* **EXERCISE REQUIREMENTS**: In the material below, how many lines contain the word "will"? The reply must be that number alone.

* **EXTRACTED DATA**:

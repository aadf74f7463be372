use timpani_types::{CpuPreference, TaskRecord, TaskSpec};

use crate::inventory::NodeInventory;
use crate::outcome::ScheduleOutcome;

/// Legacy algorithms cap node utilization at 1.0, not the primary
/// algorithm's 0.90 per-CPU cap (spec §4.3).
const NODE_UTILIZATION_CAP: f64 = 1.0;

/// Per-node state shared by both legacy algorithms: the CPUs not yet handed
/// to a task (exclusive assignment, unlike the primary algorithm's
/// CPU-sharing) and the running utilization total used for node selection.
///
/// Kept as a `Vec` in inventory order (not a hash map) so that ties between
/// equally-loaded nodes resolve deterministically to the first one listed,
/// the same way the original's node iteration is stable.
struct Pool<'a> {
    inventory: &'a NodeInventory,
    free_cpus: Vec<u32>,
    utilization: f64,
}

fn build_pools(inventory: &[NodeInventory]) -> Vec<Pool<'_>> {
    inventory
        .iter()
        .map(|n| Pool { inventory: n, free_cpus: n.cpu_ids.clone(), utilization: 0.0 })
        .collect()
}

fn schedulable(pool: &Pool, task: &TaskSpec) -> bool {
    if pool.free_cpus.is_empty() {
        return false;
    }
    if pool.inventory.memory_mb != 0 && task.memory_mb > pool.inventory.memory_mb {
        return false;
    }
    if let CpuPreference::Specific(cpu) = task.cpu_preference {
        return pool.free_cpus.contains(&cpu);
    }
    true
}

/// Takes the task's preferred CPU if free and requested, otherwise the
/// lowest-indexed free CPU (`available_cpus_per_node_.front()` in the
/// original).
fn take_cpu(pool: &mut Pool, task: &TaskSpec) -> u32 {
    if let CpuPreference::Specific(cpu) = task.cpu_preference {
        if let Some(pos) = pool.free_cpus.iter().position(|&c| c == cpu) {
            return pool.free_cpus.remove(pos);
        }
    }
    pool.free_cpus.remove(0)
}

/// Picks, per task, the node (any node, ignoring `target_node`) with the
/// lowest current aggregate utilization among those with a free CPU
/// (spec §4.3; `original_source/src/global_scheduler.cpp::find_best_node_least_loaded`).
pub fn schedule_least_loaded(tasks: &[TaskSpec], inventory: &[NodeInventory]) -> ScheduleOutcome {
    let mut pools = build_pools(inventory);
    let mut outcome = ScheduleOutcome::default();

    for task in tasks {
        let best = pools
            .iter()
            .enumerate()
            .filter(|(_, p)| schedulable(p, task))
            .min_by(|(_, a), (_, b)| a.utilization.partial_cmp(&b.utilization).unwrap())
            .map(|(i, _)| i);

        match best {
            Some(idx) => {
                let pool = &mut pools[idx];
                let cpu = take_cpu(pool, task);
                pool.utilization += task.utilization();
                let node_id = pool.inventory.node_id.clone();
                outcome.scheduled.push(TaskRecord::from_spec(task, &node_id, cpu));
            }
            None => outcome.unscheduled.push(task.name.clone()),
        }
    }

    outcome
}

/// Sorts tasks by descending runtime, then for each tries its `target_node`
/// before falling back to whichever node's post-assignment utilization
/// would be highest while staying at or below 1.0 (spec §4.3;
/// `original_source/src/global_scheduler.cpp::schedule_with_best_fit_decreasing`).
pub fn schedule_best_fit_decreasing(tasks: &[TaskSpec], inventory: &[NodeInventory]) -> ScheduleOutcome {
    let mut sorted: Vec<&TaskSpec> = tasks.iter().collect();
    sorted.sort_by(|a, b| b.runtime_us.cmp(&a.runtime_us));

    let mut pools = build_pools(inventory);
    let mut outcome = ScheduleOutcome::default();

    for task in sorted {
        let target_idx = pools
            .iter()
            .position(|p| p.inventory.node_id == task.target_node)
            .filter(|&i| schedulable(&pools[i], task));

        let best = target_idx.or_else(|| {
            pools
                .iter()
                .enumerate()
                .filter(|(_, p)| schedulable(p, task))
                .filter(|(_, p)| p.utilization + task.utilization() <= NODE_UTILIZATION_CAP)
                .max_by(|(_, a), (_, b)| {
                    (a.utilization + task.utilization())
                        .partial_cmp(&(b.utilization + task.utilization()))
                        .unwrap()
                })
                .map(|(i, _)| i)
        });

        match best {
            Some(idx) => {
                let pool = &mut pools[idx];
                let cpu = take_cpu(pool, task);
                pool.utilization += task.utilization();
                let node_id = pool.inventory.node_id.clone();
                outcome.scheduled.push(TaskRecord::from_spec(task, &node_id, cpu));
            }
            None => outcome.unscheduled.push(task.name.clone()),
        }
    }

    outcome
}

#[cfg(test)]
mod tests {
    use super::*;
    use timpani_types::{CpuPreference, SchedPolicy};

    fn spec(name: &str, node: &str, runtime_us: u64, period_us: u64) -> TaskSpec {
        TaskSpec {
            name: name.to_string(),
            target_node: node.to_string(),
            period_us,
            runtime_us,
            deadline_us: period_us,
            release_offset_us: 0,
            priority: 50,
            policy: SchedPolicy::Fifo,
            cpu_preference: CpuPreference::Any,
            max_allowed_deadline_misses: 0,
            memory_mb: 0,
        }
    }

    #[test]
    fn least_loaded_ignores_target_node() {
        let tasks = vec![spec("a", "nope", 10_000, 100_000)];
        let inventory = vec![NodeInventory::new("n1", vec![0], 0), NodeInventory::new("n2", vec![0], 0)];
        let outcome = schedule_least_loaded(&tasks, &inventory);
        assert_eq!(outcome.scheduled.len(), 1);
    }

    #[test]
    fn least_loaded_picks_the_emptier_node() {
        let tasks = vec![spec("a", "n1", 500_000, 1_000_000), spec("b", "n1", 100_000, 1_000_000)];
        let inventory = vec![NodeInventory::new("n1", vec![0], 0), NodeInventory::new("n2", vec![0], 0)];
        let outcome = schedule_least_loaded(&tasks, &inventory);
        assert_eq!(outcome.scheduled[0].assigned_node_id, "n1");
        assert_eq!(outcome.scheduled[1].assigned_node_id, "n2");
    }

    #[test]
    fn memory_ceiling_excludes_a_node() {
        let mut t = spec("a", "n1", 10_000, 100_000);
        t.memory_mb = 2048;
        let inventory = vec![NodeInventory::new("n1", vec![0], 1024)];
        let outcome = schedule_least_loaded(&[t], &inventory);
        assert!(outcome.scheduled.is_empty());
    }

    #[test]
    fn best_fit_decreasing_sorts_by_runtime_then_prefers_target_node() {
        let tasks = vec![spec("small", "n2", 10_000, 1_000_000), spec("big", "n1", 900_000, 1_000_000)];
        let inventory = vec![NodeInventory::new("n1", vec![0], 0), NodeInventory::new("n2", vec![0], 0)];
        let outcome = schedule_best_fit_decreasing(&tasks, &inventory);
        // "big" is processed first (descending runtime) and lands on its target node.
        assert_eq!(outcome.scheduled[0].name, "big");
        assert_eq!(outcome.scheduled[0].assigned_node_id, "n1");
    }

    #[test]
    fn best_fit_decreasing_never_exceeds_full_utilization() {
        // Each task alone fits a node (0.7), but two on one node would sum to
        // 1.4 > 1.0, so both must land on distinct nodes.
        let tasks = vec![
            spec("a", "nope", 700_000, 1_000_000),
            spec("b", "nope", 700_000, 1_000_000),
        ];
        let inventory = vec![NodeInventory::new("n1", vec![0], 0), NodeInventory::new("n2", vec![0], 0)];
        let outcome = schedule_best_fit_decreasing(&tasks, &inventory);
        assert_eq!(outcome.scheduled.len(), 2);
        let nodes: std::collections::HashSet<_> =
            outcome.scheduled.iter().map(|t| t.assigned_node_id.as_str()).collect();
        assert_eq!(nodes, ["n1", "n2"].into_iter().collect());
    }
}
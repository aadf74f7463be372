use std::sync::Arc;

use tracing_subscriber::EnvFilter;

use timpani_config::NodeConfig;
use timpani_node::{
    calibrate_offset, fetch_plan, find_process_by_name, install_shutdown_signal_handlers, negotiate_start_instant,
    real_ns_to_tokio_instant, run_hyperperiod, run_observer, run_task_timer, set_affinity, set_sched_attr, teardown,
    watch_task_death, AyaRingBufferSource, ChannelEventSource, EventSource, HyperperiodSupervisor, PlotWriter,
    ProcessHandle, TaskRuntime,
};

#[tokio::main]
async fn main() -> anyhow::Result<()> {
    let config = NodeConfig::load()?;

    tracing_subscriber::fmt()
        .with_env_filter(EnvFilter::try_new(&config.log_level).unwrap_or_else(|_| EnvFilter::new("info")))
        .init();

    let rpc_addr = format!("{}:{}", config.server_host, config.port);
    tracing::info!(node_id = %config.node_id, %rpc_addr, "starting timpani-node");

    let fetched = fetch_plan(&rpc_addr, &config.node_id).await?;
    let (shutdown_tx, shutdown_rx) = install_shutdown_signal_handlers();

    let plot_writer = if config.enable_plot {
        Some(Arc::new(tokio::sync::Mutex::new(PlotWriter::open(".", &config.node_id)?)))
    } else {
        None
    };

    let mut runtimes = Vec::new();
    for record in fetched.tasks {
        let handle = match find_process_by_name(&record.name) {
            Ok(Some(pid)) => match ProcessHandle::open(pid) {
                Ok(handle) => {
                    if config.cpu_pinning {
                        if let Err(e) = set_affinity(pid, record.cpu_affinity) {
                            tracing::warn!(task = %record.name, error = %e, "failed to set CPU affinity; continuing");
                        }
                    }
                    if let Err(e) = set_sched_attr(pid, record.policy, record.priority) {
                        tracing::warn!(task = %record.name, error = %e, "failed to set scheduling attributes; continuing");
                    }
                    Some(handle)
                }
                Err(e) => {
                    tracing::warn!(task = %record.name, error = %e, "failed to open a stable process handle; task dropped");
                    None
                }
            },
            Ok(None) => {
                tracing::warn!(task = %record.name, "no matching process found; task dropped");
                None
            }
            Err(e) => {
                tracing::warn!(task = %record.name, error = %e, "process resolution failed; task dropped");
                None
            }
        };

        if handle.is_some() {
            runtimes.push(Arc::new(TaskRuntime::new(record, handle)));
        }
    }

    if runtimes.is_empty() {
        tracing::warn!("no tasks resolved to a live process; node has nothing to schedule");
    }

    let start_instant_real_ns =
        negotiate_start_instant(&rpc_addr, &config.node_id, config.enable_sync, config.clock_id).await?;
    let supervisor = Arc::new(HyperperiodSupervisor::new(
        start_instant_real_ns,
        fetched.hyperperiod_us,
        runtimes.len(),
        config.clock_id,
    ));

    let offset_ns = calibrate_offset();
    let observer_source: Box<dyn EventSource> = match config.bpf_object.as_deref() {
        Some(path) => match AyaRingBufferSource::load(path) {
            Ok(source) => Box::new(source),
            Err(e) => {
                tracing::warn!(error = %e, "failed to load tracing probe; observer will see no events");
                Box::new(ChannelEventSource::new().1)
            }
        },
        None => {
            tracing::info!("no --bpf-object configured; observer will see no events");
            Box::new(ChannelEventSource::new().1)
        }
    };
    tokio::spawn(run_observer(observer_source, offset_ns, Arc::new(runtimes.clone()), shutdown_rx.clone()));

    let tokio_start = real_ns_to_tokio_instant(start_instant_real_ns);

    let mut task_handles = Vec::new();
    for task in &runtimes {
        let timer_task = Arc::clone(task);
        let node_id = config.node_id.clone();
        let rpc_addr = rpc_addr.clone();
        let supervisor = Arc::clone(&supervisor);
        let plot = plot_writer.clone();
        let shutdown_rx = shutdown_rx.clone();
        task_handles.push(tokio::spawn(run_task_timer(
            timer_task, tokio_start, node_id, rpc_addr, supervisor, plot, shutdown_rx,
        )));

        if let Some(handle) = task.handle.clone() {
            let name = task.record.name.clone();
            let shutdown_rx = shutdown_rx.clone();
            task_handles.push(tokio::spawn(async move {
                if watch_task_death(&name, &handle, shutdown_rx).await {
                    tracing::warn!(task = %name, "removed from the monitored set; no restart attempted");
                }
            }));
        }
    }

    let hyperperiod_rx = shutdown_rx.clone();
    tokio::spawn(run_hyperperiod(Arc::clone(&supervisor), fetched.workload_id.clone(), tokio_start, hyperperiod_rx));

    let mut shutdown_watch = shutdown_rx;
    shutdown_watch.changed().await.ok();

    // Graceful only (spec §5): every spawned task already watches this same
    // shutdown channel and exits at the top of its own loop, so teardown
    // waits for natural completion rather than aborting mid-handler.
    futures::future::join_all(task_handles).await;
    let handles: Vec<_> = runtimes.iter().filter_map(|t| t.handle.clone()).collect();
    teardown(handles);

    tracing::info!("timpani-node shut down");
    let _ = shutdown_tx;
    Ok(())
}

* **SOLUTION TO THIS EXERCISE**: 2